We are entering a new era in medicine as patients, health professionals, and researchers increasingly collaborate to gain new knowledge and explore new paradigms for diagnosing and treating disease. One area that exemplifies this evolution is the biobank, a repository that receives, processes, stores, and manages biospecimens for use in research. Human specimens—including blood, saliva, urine, spinal fluid, bone marrow, fresh frozen tissue, and formalin-fixed paraffin-embedded tissue—are essential for translational research. Their importance has increased significantly in the last 10 years in parallel with the drive for individualized medicine.

Many large-scale biobanking efforts are underway worldwide at institutional, national, and even international levels. When linked with subject data from questionnaires and medical records, biobanks serve as valuable resources in the study of complex diseases such as cancer, cardiovascular disease, and diabetes. Examples of these biobanks include the Personalized Medicine Research Project at Marshfield Clinic in Marshfield, Wisconsin; BioVu at Vanderbilt University School of Medicine in Nashville, Tennessee; the Mayo Clinic Biobank in Rochester, Minnesota; the Kaiser Research Program on Genetics, Environment and Health in Oakland, California; the Icelandic database by deCODE genetics in Reykjavík, Iceland; Generation Scotland Biobank in Edinburgh, Scotland; and UK Biobank in Cardiff, Wales.

Biobanks have become integral to improving population health with the goal of making medicine more effective and personalized for each one of us. All of us—participants, health professionals, researchers, and biobanks themselves—have an important role, from volunteering biospecimens to collecting consent to biospecimens processing and data accruing.

Engaging Participants

Biobanks could not operate without participants who volunteer their biospecimens and personal health information. Biobanking protocols must pay extraordinary attention to ethical guidelines and consent forms to assure participants that their specimens will be secure and their data used appropriately. Following best practices demonstrates that a biobank respects and protects the rights of participants and is committed to promoting ethically responsible research.

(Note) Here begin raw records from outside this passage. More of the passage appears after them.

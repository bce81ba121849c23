//! Request guards for the authenticated API.

pub mod auth;
pub mod feature_gate;
pub mod rate_limit;

pub use auth::{auth_middleware, AuthUser};
pub use feature_gate::{require_feature, Feature};
pub use rate_limit::rate_limit_middleware;
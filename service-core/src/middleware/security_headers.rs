use axum::{extract::Request, http::header, middleware::Next, response::IntoResponse};

/// JSON-only API: forbid framing, sniffing and caching of tenant data.
pub async fn security_headers_middleware(req: Request, next: Next) -> impl IntoResponse {
    let is_api_route = req.uri().path().starts_with("/api/");

    let mut response = next.run(req).await;
    let headers = response.headers_mut();

    headers.insert(
        header::X_CONTENT_TYPE_OPTIONS,
        header::HeaderValue::from_static("nosniff"),
    );
    headers.insert(
        header::STRICT_TRANSPORT_SECURITY,
        header::HeaderValue::from_static("max-age=31536000; includeSubDomains"),
    );
    headers.insert(
        header::CONTENT_SECURITY_POLICY,
        header::HeaderValue::from_static("default-src 'none'; frame-ancestors 'none'"),
    );
    headers.insert(
        header::X_FRAME_OPTIONS,
        header::HeaderValue::from_static("DENY"),
    );

    if is_api_route {
        headers.insert(
            header::CACHE_CONTROL,
            header::HeaderValue::from_static("no-store"),
        );
    }

    response
}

It is important to remember that participants with diverse ethnic and socioeconomic backgrounds have different values and opinions related to medical research. This can be a significant challenge for a biobank. It is incumbent on biobanks to invest in educating the public and engaging them in the process of shaping policy.

One area of continued debate is the use of broad consent rather than narrower, traditional approaches. The goal of broad consent is twofold: ensure participants are well informed on policies governing confidentiality and the use of their specimens at the time of consenting, and at the same time balance enough generalities around the nature of future research. Large, long-term biobanks usually use broad consent.

Many participants are also interested in the return of results and in learning about research findings. How a biobank will handle these questions must be communicated clearly at the time of consent. The biobank must also diligently follow through with agreed upon communication in order to keep participants involved.

Organizing a Biobank

At the end of the day, successful biobanks are empty, which means their biospecimens have been used for research and not stored in freezers for years without interest. But making sure a biobank has high quality samples that meet researchers' needs requires an enormous amount of support—lab and storage space, information technology expertise, robust logistics for sample movement, quality management systems, and appropriate facilities. Biobanks also depend on having the right complement of staff. In addition to trained technical lab staff, physicians, surgeons, pathologists, radiologists, nurses, and other medical staff like study coordinators all have key roles. Study coordinators in particular are essential as they are the face of the biobank when interacting with participants—recruiting them, educating them, and getting consent.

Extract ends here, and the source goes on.